<ul type="square"> I read this article about Gambler's Ruin (http://en.wikipedia.org/wiki/Gambler%27s_ruin) last night while browsing the web. Where it begins "Coin Flipping" is where I begin.

In short, it says that if there are two players playing a game with even odds(1:1), and they could play an infinite amount of games, one of them would eventually lose all of his money.

"Even with equal odds, the longer one gambles, the greater the chance that the player starting out with the most pennies wins."

The important clause in the article is, I think, that one of the players must have more money than the other. I assume that since they are playing an infinite amount of games, the possibility of one player busting out exists. It is greater than 0.

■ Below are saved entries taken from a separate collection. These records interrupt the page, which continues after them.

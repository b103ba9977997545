//! Transform group node.

use glam::{Quat, Vec3};

use crate::clone_map::CloneMap;
use crate::group::Children;
use crate::node::{NodeRef, SceneNode, TransformNode};

/// Group node applying a rigid-body transform to its subtree.
pub struct SceneTransform {
    name: String,
    children: Children,
    rotation: Quat,
    translation: Vec3,
}

impl SceneTransform {
    pub fn new() -> Self {
        Self {
            name: String::new(),
            children: Children::new(),
            rotation: Quat::IDENTITY,
            translation: Vec3::ZERO,
        }
    }

    pub fn set_rotation(&mut self, rotation: Quat) {
        self.rotation = rotation;
    }

    pub fn set_translation(&mut self, translation: Vec3) {
        self.translation = translation;
    }
}

impl Default for SceneTransform {
    fn default() -> Self {
        Self::new()
    }
}

impl TransformNode for SceneTransform {
    fn rotation(&self) -> Quat {
        self.rotation
    }

    fn translation(&self) -> Vec3 {
        self.translation
    }
}

impl SceneNode for SceneTransform {
    fn name(&self) -> &str {
        &self.name
    }

    fn set_name(&mut self, name: &str) {
        self.name = name.to_string();
    }

    fn children(&self) -> Option<&Children> {
        Some(&self.children)
    }

    fn children_mut(&mut self) -> Option<&mut Children> {
        Some(&mut self.children)
    }

    fn as_transform(&self) -> Option<&dyn TransformNode> {
        Some(self)
    }

    fn as_any(&self) -> &dyn std::any::Any {
        self
    }

    fn as_any_mut(&mut self) -> &mut dyn std::any::Any {
        self
    }

    fn clone_node(&self, map: &mut CloneMap) -> NodeRef {
        let mut transform = SceneTransform::new();
        transform.name = self.name.clone();
        transform.rotation = self.rotation;
        transform.translation = self.translation;
        let clone = NodeRef::new(transform);
        for child in self.children.iter() {
            let child_clone = map.get_clone(child);
            clone.add_child(&child_clone);
        }
        clone
    }
}
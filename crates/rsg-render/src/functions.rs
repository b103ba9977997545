//! Per-renderer rendering dispatch table.
//!
//! Instead of a virtual draw method on every node type, a renderer owns a
//! [`NodeFunctionSet`] mapping class identities to callbacks. Any crate can
//! register node classes and callbacks without touching the renderer, which
//! keeps the set of node types open.

use std::collections::HashMap;

use rsg_core::{ClassId, NodeClassRegistry, NodeRef, SceneNode, find_class_id};

type RenderFn<R> = Box<dyn Fn(&mut R, &NodeFunctionSet<R>, &NodeRef) + Send + Sync>;

/// Dispatch table from node class to rendering callback.
///
/// Callbacks receive the renderer, the function set itself (for recursing
/// into children) and the node handle. A callback registered for a base
/// class must only rely on the facets that base exposes (`children()`,
/// `as_transform()`); exact-type callbacks may downcast.
pub struct NodeFunctionSet<R> {
    functions: HashMap<ClassId, RenderFn<R>>,
}

impl<R> NodeFunctionSet<R> {
    pub fn new() -> Self {
        Self {
            functions: HashMap::new(),
        }
    }

    /// Registers `f` as the callback for nodes whose runtime class is `N`.
    pub fn set_function<N: SceneNode>(
        &mut self,
        f: impl Fn(&mut R, &NodeFunctionSet<R>, &NodeRef) + Send + Sync + 'static,
    ) {
        self.set_function_for(find_class_id::<N>(), f);
    }

    /// Registers `f` for an already-resolved class id.
    pub fn set_function_for(
        &mut self,
        class: ClassId,
        f: impl Fn(&mut R, &NodeFunctionSet<R>, &NodeRef) + Send + Sync + 'static,
    ) {
        self.functions.insert(class, Box::new(f));
    }

    /// True if `class` or one of its registered bases has a callback.
    pub fn resolves(&self, class: ClassId) -> bool {
        let registry = NodeClassRegistry::instance();
        let mut current = Some(class);
        while let Some(id) = current {
            if self.functions.contains_key(&id) {
                return true;
            }
            current = registry.base_of(id);
        }
        false
    }

    /// Invokes the most specific callback registered for the node's runtime
    /// class, falling back through base-class links.
    ///
    /// Nodes whose class chain has no callback are silently skipped: the
    /// graph legitimately contains utility and grouping nodes with no visual
    /// representation of their own.
    pub fn dispatch(&self, renderer: &mut R, node: &NodeRef) {
        let registry = NodeClassRegistry::instance();
        let mut current = Some(node.class_id());
        while let Some(id) = current {
            if let Some(f) = self.functions.get(&id) {
                f(renderer, self, node);
                return;
            }
            current = registry.base_of(id);
        }
    }

    /// Dispatches every child of a group-typed node.
    pub fn dispatch_children(&self, renderer: &mut R, node: &NodeRef) {
        for child in node.children() {
            self.dispatch(renderer, &child);
        }
    }
}

impl<R> Default for NodeFunctionSet<R> {
    fn default() -> Self {
        Self::new()
    }
}

#[cfg(test)]
mod tests {
    use super::*;
    use rsg_core::{SceneGroup, SceneTransform, register_core_node_classes};

    struct Recorder {
        seen: Vec<&'static str>,
    }

    #[test]
    fn test_dispatch_prefers_exact_match() {
        register_core_node_classes();
        let mut functions: NodeFunctionSet<Recorder> = NodeFunctionSet::new();
        functions.set_function::<SceneGroup>(|r, _, _| r.seen.push("group"));
        functions.set_function::<SceneTransform>(|r, _, _| r.seen.push("transform"));

        let mut recorder = Recorder { seen: Vec::new() };
        functions.dispatch(&mut recorder, &NodeRef::new(SceneTransform::new()));
        assert_eq!(recorder.seen, vec!["transform"]);
    }

    #[test]
    fn test_dispatch_falls_back_to_base_class() {
        register_core_node_classes();
        let mut functions: NodeFunctionSet<Recorder> = NodeFunctionSet::new();
        functions.set_function::<SceneGroup>(|r, _, _| r.seen.push("group"));

        let mut recorder = Recorder { seen: Vec::new() };
        // SceneTransform is registered as deriving from SceneGroup.
        functions.dispatch(&mut recorder, &NodeRef::new(SceneTransform::new()));
        assert_eq!(recorder.seen, vec!["group"]);
    }

    #[test]
    fn test_unknown_node_type_is_skipped() {
        struct Unregistered;
        impl SceneNode for Unregistered {
            fn name(&self) -> &str {
                ""
            }
            fn set_name(&mut self, _: &str) {}
            fn as_any(&self) -> &dyn std::any::Any {
                self
            }
            fn as_any_mut(&mut self) -> &mut dyn std::any::Any {
                self
            }
            fn clone_node(&self, _: &mut rsg_core::CloneMap) -> NodeRef {
                NodeRef::new(Unregistered)
            }
        }

        let functions: NodeFunctionSet<Recorder> = NodeFunctionSet::new();
        let mut recorder = Recorder { seen: Vec::new() };
        functions.dispatch(&mut recorder, &NodeRef::new(Unregistered));
        assert!(recorder.seen.is_empty());
    }
}
//! Node class registry.
//!
//! Maps a node's runtime class identity (the Rust [`TypeId`]) to a stable
//! [`ClassId`] and an optional base class, so that rendering dispatch can
//! treat an externally defined node as "is-a" base type without compile-time
//! inheritance. Registrations are additive and process-wide; there is no
//! removal operation.

use std::any::TypeId;
use std::collections::HashMap;
use std::sync::OnceLock;

use parking_lot::RwLock;

/// Stable per-type identifier.
///
/// Assigned once per type for the lifetime of the process, monotonically
/// increasing, never reused.
#[derive(Debug, Clone, Copy, PartialEq, Eq, Hash)]
pub struct ClassId(u32);

impl ClassId {
    pub fn index(&self) -> usize {
        self.0 as usize
    }
}

#[derive(Default)]
struct RegistryState {
    ids: HashMap<TypeId, ClassId>,
    bases: Vec<Option<ClassId>>,
}

impl RegistryState {
    fn id_for(&mut self, type_id: TypeId) -> ClassId {
        if let Some(id) = self.ids.get(&type_id) {
            return *id;
        }
        let id = ClassId(self.bases.len() as u32);
        self.ids.insert(type_id, id);
        self.bases.push(None);
        id
    }
}

/// Process-wide class table.
///
/// Registrations happen from explicit initialization functions (for example
/// `rsg_body::register_node_classes`), not from static initializers, so the
/// registration order is always well defined.
pub struct NodeClassRegistry {
    state: RwLock<RegistryState>,
}

impl NodeClassRegistry {
    pub fn instance() -> &'static NodeClassRegistry {
        static INSTANCE: OnceLock<NodeClassRegistry> = OnceLock::new();
        INSTANCE.get_or_init(|| NodeClassRegistry {
            state: RwLock::new(RegistryState::default()),
        })
    }

    /// Returns the stable identifier for `T`, assigning one on first use.
    pub fn find_class_id<T: 'static>(&self) -> ClassId {
        let type_id = TypeId::of::<T>();
        if let Some(id) = self.state.read().ids.get(&type_id) {
            return *id;
        }
        self.state.write().id_for(type_id)
    }

    /// Records that `Derived` should be treated as `Base` for dispatch
    /// purposes. Registering the same pair twice is idempotent.
    pub fn register_class<Derived: 'static, Base: 'static>(&self) -> ClassId {
        let mut state = self.state.write();
        let derived = state.id_for(TypeId::of::<Derived>());
        let base = state.id_for(TypeId::of::<Base>());
        state.bases[derived.index()] = Some(base);
        derived
    }

    /// One step up the registered class chain.
    pub fn base_of(&self, id: ClassId) -> Option<ClassId> {
        self.state.read().bases.get(id.index()).copied().flatten()
    }

    /// Transitive "is-a" test along registered base links.
    pub fn is_derived_from(&self, id: ClassId, base: ClassId) -> bool {
        let mut current = Some(id);
        while let Some(c) = current {
            if c == base {
                return true;
            }
            current = self.base_of(c);
        }
        false
    }
}

/// Convenience accessor for [`NodeClassRegistry::find_class_id`].
pub fn find_class_id<T: 'static>() -> ClassId {
    NodeClassRegistry::instance().find_class_id::<T>()
}

/// Registers the class links between the node types this crate defines.
///
/// Call once during startup, before building rendering function sets.
/// Safe to call repeatedly.
pub fn register_core_node_classes() {
    let registry = NodeClassRegistry::instance();
    registry.register_class::<crate::SceneTransform, crate::SceneGroup>();
    registry.register_class::<crate::TransparentGroup, crate::SceneGroup>();
}

#[cfg(test)]
mod tests {
    use super::*;

    struct NodeA;
    struct NodeB;
    struct NodeC;

    #[test]
    fn test_class_ids_are_stable() {
        let registry = NodeClassRegistry::instance();
        let a1 = registry.find_class_id::<NodeA>();
        let a2 = registry.find_class_id::<NodeA>();
        let b = registry.find_class_id::<NodeB>();

        assert_eq!(a1, a2);
        assert_ne!(a1, b);
    }

    #[test]
    fn test_register_class_is_idempotent() {
        let registry = NodeClassRegistry::instance();
        let first = registry.register_class::<NodeB, NodeA>();
        let second = registry.register_class::<NodeB, NodeA>();

        assert_eq!(first, second);
        assert_eq!(registry.base_of(first), Some(registry.find_class_id::<NodeA>()));
    }

    #[test]
    fn test_is_derived_from_walks_the_chain() {
        let registry = NodeClassRegistry::instance();
        registry.register_class::<NodeB, NodeA>();
        registry.register_class::<NodeC, NodeB>();

        let a = registry.find_class_id::<NodeA>();
        let c = registry.find_class_id::<NodeC>();
        assert!(registry.is_derived_from(c, a));
        assert!(!registry.is_derived_from(a, c));
    }
}
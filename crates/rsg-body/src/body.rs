//! Kinematic model the scene body mirrors.
//!
//! The scene graph only reads from these types: link count, link-by-index,
//! poses, devices. Pose fields are interior-mutable so a simulation can
//! write current link poses while holders of `Arc<Body>` read them.

use std::any::Any;
use std::collections::HashMap;
use std::sync::Arc;

use glam::{Quat, Vec3};
use parking_lot::RwLock;
use uuid::Uuid;

use rsg_core::NodeRef;

use crate::device::Device;
use crate::manipulator::KinematicsHandler;

/// A rigid body of the kinematic model.
pub struct Link {
    id: Uuid,
    name: String,
    index: usize,
    parent_index: Option<usize>,
    visual_shape: Option<NodeRef>,
    collision_shape: Option<NodeRef>,
    pose: RwLock<(Quat, Vec3)>,
}

impl Link {
    /// Create a new link. The index is assigned when the link is added to a
    /// [`Body`].
    pub fn new(name: impl Into<String>) -> Self {
        Self {
            id: Uuid::new_v4(),
            name: name.into(),
            index: 0,
            parent_index: None,
            visual_shape: None,
            collision_shape: None,
            pose: RwLock::new((Quat::IDENTITY, Vec3::ZERO)),
        }
    }

    /// Sets the parent link by body index.
    pub fn with_parent(mut self, parent_index: usize) -> Self {
        self.parent_index = Some(parent_index);
        self
    }

    pub fn with_visual_shape(mut self, shape: NodeRef) -> Self {
        self.visual_shape = Some(shape);
        self
    }

    pub fn with_collision_shape(mut self, shape: NodeRef) -> Self {
        self.collision_shape = Some(shape);
        self
    }

    /// Uses one shape node as both the visual and the collision shape.
    pub fn with_shape(mut self, shape: NodeRef) -> Self {
        self.visual_shape = Some(shape.clone());
        self.collision_shape = Some(shape);
        self
    }

    pub fn with_pose(self, rotation: Quat, translation: Vec3) -> Self {
        *self.pose.write() = (rotation, translation);
        self
    }

    pub fn id(&self) -> Uuid {
        self.id
    }

    pub fn name(&self) -> &str {
        &self.name
    }

    /// Position of this link in the body's link sequence.
    pub fn index(&self) -> usize {
        self.index
    }

    pub fn parent_index(&self) -> Option<usize> {
        self.parent_index
    }

    pub fn visual_shape(&self) -> Option<&NodeRef> {
        self.visual_shape.as_ref()
    }

    pub fn collision_shape(&self) -> Option<&NodeRef> {
        self.collision_shape.as_ref()
    }

    pub fn rotation(&self) -> Quat {
        self.pose.read().0
    }

    pub fn translation(&self) -> Vec3 {
        self.pose.read().1
    }

    /// Writes the link's current pose (typically once per simulation step).
    pub fn set_pose(&self, rotation: Quat, translation: Vec3) {
        *self.pose.write() = (rotation, translation);
    }
}

/// A kinematic body: ordered links, devices, and a named cache for derived
/// structures.
pub struct Body {
    id: Uuid,
    name: String,
    links: Vec<Arc<Link>>,
    link_name_index: HashMap<String, usize>,
    devices: Vec<Arc<dyn Device>>,
    caches: RwLock<HashMap<String, Arc<dyn Any + Send + Sync>>>,
    ik_handler: RwLock<Option<Arc<dyn KinematicsHandler>>>,
}

impl Body {
    pub fn new(name: impl Into<String>) -> Self {
        Self {
            id: Uuid::new_v4(),
            name: name.into(),
            links: Vec::new(),
            link_name_index: HashMap::new(),
            devices: Vec::new(),
            caches: RwLock::new(HashMap::new()),
            ik_handler: RwLock::new(None),
        }
    }

    pub fn id(&self) -> Uuid {
        self.id
    }

    pub fn name(&self) -> &str {
        &self.name
    }

    /// Appends a link, assigning its index. Links are added root first, so a
    /// parent index always refers to an earlier link.
    pub fn add_link(&mut self, mut link: Link) -> usize {
        let index = self.links.len();
        link.index = index;
        self.link_name_index.insert(link.name.clone(), index);
        self.links.push(Arc::new(link));
        index
    }

    pub fn link_count(&self) -> usize {
        self.links.len()
    }

    pub fn link(&self, index: usize) -> Option<&Arc<Link>> {
        self.links.get(index)
    }

    pub fn links(&self) -> &[Arc<Link>] {
        &self.links
    }

    pub fn find_link(&self, name: &str) -> Option<&Arc<Link>> {
        self.link_name_index
            .get(name)
            .and_then(|&index| self.links.get(index))
    }

    pub fn root_link(&self) -> Option<&Arc<Link>> {
        self.links.first()
    }

    /// The single leaf of the kinematic tree, or `None` when the tree has
    /// zero or several leaves.
    pub fn find_unique_end_link(&self) -> Option<&Arc<Link>> {
        let mut has_child = vec![false; self.links.len()];
        for link in &self.links {
            if let Some(parent) = link.parent_index {
                if let Some(flag) = has_child.get_mut(parent) {
                    *flag = true;
                }
            }
        }
        let mut end = None;
        for (index, link) in self.links.iter().enumerate() {
            if !has_child[index] && index > 0 {
                if end.is_some() {
                    return None;
                }
                end = Some(link);
            }
        }
        end
    }

    pub fn add_device(&mut self, device: Arc<dyn Device>) {
        self.devices.push(device);
    }

    pub fn devices(&self) -> &[Arc<dyn Device>] {
        &self.devices
    }

    /// Position of `device` in the body's device list.
    pub fn device_index(&self, device: &Arc<dyn Device>) -> Option<usize> {
        self.devices
            .iter()
            .position(|d| crate::device::device_ptr_eq(d, device))
    }

    /// Looks up a memoized derived structure by name.
    pub fn find_cache<T: Any + Send + Sync>(&self, name: &str) -> Option<Arc<T>> {
        self.caches
            .read()
            .get(name)
            .and_then(|value| value.clone().downcast::<T>().ok())
    }

    /// Stores a derived structure under a name, replacing any previous value.
    pub fn set_cache<T: Any + Send + Sync>(&self, name: &str, value: Arc<T>) {
        self.caches.write().insert(name.to_string(), value);
    }

    /// The inverse-kinematics handler, when one was installed by the
    /// application.
    pub fn ik_handler(&self) -> Option<Arc<dyn KinematicsHandler>> {
        self.ik_handler.read().clone()
    }

    pub fn set_ik_handler(&self, handler: Arc<dyn KinematicsHandler>) {
        *self.ik_handler.write() = Some(handler);
    }
}

#[cfg(test)]
mod tests {
    use super::*;

    #[test]
    fn test_add_link_assigns_indices_in_order() {
        let mut body = Body::new("robot");
        let base = body.add_link(Link::new("base"));
        let arm = body.add_link(Link::new("arm").with_parent(base));

        assert_eq!(base, 0);
        assert_eq!(arm, 1);
        assert_eq!(body.link(1).unwrap().name(), "arm");
        assert_eq!(body.find_link("arm").unwrap().index(), 1);
        assert_eq!(body.link(1).unwrap().parent_index(), Some(0));
    }

    #[test]
    fn test_unique_end_link_detection() {
        let mut body = Body::new("robot");
        let base = body.add_link(Link::new("base"));
        let arm = body.add_link(Link::new("arm").with_parent(base));
        body.add_link(Link::new("hand").with_parent(arm));
        assert_eq!(body.find_unique_end_link().unwrap().name(), "hand");

        // Adding a second branch makes the end link ambiguous.
        body.add_link(Link::new("camera_mast").with_parent(base));
        assert!(body.find_unique_end_link().is_none());
    }

    #[test]
    fn test_cache_round_trip_is_typed() {
        let body = Body::new("robot");
        body.set_cache("tool_offset", Arc::new(42usize));

        assert_eq!(body.find_cache::<usize>("tool_offset"), Some(Arc::new(42)));
        assert!(body.find_cache::<String>("tool_offset").is_none());
        assert!(body.find_cache::<usize>("missing").is_none());
    }

    #[test]
    fn test_link_pose_is_interior_mutable() {
        let mut body = Body::new("robot");
        body.add_link(Link::new("base"));
        let link = body.link(0).unwrap().clone();

        link.set_pose(Quat::IDENTITY, Vec3::new(1.0, 2.0, 3.0));
        assert_eq!(body.link(0).unwrap().translation(), Vec3::new(1.0, 2.0, 3.0));
    }
}
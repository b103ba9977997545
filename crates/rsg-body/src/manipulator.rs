//! Manipulator management.
//!
//! A manipulator manager pairs a joint path (base link to end link) with the
//! body's inverse-kinematics handler. Managers are expensive to configure,
//! so they are memoized in the body's named cache; every failure mode
//! (invalid path, missing handler, too many joints) is an expected outcome
//! surfaced as `None` for the caller to check.

use std::sync::Arc;

use crate::body::{Body, Link};

/// Upper bound on the joints a manipulator configuration can describe.
pub const MAX_NUM_JOINTS: usize = 8;

/// Kinematic chain from a base link to an end link.
#[derive(Debug, Clone)]
pub struct JointPath {
    link_indices: Vec<usize>,
}

impl JointPath {
    /// Builds the chain by walking parent links from `end` up to `base`.
    /// Returns `None` when `end` does not descend from `base`.
    pub fn between(body: &Body, base: usize, end: usize) -> Option<JointPath> {
        let mut chain = vec![end];
        let mut current = end;
        while current != base {
            let link = body.link(current)?;
            current = link.parent_index()?;
            chain.push(current);
        }
        chain.reverse();
        Some(JointPath {
            link_indices: chain,
        })
    }

    /// Link indices from base to end, inclusive.
    pub fn link_indices(&self) -> &[usize] {
        &self.link_indices
    }

    pub fn base_index(&self) -> usize {
        self.link_indices[0]
    }

    pub fn end_index(&self) -> usize {
        self.link_indices[self.link_indices.len() - 1]
    }

    pub fn joint_count(&self) -> usize {
        self.link_indices.len().saturating_sub(1)
    }
}

/// Discrete solution-branch interface of an IK solver.
pub trait ConfigurationHandler: Send + Sync {
    fn current_configuration(&self) -> usize;

    fn configuration_name(&self, index: usize) -> String;
}

/// Inverse-kinematics boundary installed on a [`Body`] by the application.
pub trait KinematicsHandler: Send + Sync {
    /// Whether this handler can solve for the given chain.
    fn accepts(&self, body: &Body, path: &JointPath) -> bool;

    /// The handler's configuration-branch interface, when it has one.
    fn configuration_handler(&self) -> Option<&dyn ConfigurationHandler> {
        None
    }
}

/// Pairs a validated joint path with the body's IK handler, memoized per
/// (base, end) pair in the body cache.
pub struct ManipulatorManager {
    body: Arc<Body>,
    joint_path: JointPath,
    handler: Arc<dyn KinematicsHandler>,
}

impl ManipulatorManager {
    /// Returns the cached manager for the given chain, configuring a new one
    /// on first request.
    ///
    /// A missing base defaults to the root link; a missing end defaults to
    /// the unique end link (ambiguous trees have none). Returns `None` when
    /// the chain cannot be formed, the body has no IK handler, the handler
    /// rejects the chain, or the chain exceeds [`MAX_NUM_JOINTS`].
    pub fn get_or_create(
        body: &Arc<Body>,
        base: Option<&str>,
        end: Option<&str>,
    ) -> Option<Arc<ManipulatorManager>> {
        let base_link: &Arc<Link> = match base {
            Some(name) => body.find_link(name)?,
            None => body.root_link()?,
        };
        let end_link: &Arc<Link> = match end {
            Some(name) => body.find_link(name)?,
            None => body.find_unique_end_link()?,
        };

        let cache_name = format!("manipulator_{}_{}", base_link.name(), end_link.name());
        if let Some(manager) = body.find_cache::<ManipulatorManager>(&cache_name) {
            return Some(manager);
        }

        let joint_path = JointPath::between(body, base_link.index(), end_link.index())?;
        if joint_path.joint_count() > MAX_NUM_JOINTS {
            tracing::warn!(
                "Manipulator path {} -> {} has {} joints (limit {})",
                base_link.name(),
                end_link.name(),
                joint_path.joint_count(),
                MAX_NUM_JOINTS
            );
            return None;
        }
        let handler = body.ik_handler()?;
        if !handler.accepts(body, &joint_path) {
            return None;
        }

        let manager = Arc::new(ManipulatorManager {
            body: body.clone(),
            joint_path,
            handler,
        });
        body.set_cache(&cache_name, manager.clone());
        Some(manager)
    }

    pub fn body(&self) -> &Arc<Body> {
        &self.body
    }

    pub fn joint_path(&self) -> &JointPath {
        &self.joint_path
    }

    /// The current IK solution branch, or 0 when the handler exposes none.
    pub fn current_configuration(&self) -> usize {
        self.handler
            .configuration_handler()
            .map_or(0, |h| h.current_configuration())
    }

    /// Human-readable name of a solution branch, or an empty string when the
    /// handler exposes none.
    pub fn configuration_name(&self, index: usize) -> String {
        self.handler
            .configuration_handler()
            .map_or_else(String::new, |h| h.configuration_name(index))
    }
}

#[cfg(test)]
mod tests {
    use super::*;
    use crate::body::{Body, Link};

    struct ElbowHandler;

    impl ConfigurationHandler for ElbowHandler {
        fn current_configuration(&self) -> usize {
            1
        }

        fn configuration_name(&self, index: usize) -> String {
            match index {
                0 => "elbow-up".to_string(),
                _ => "elbow-down".to_string(),
            }
        }
    }

    struct AcceptAllHandler;

    impl KinematicsHandler for AcceptAllHandler {
        fn accepts(&self, _body: &Body, _path: &JointPath) -> bool {
            true
        }

        fn configuration_handler(&self) -> Option<&dyn ConfigurationHandler> {
            Some(&ElbowHandler)
        }
    }

    fn chain_body(length: usize) -> Arc<Body> {
        let mut body = Body::new("chain");
        body.add_link(Link::new("link0"));
        for i in 1..length {
            body.add_link(Link::new(format!("link{i}")).with_parent(i - 1));
        }
        Arc::new(body)
    }

    #[test]
    fn test_joint_path_walks_parent_chain() {
        let body = chain_body(4);
        let path = JointPath::between(&body, 0, 3).unwrap();
        assert_eq!(path.link_indices(), &[0, 1, 2, 3]);
        assert_eq!(path.joint_count(), 3);

        // A path against the parent direction cannot be formed.
        assert!(JointPath::between(&body, 3, 0).is_none());
    }

    #[test]
    fn test_get_or_create_returns_cached_manager() {
        let body = chain_body(4);
        body.set_ik_handler(Arc::new(AcceptAllHandler));

        let first = ManipulatorManager::get_or_create(&body, None, None).unwrap();
        let second = ManipulatorManager::get_or_create(&body, None, None).unwrap();
        assert!(Arc::ptr_eq(&first, &second));
        assert_eq!(first.joint_path().joint_count(), 3);
        assert_eq!(first.current_configuration(), 1);
        assert_eq!(first.configuration_name(0), "elbow-up");
    }

    #[test]
    fn test_missing_handler_yields_none() {
        let body = chain_body(3);
        assert!(ManipulatorManager::get_or_create(&body, None, None).is_none());
    }

    #[test]
    fn test_joint_count_over_limit_yields_none() {
        let body = chain_body(MAX_NUM_JOINTS + 2);
        body.set_ik_handler(Arc::new(AcceptAllHandler));
        assert!(ManipulatorManager::get_or_create(&body, None, None).is_none());
    }

    #[test]
    fn test_ambiguous_end_link_yields_none() {
        let mut body = Body::new("forked");
        body.add_link(Link::new("base"));
        body.add_link(Link::new("left").with_parent(0));
        body.add_link(Link::new("right").with_parent(0));
        let body = Arc::new(body);
        body.set_ik_handler(Arc::new(AcceptAllHandler));

        assert!(ManipulatorManager::get_or_create(&body, None, None).is_none());
        // Naming the end link explicitly resolves the ambiguity.
        assert!(ManipulatorManager::get_or_create(&body, None, Some("left")).is_some());
    }
}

It follows that the player that starts with fewest pennies is most likely to fail."

But how can this work practically? I mean, does it really matter than the one player with more money will eventually win all the money in the long run? It seems counter-intuitive and wrong, but perhaps it has to do with playing infinite number of games, which is realistically impossible.

What does this really mean? Does this have significance for a player that gets better than even odds many times in a session? Like a good poker player?

But what if we gave both players in equal amounts of money? Does the "gambler's ruin" hold true in this case? Or does it all go to shits?

Frankly, I'm having trouble agreeing with the article. Playing with finite money and finite events, it doesn't seem right (or relevant?) that on even odds (1:1) the player starting with the most money will eventually win it all "in the long run," and the player with the least will lose it all.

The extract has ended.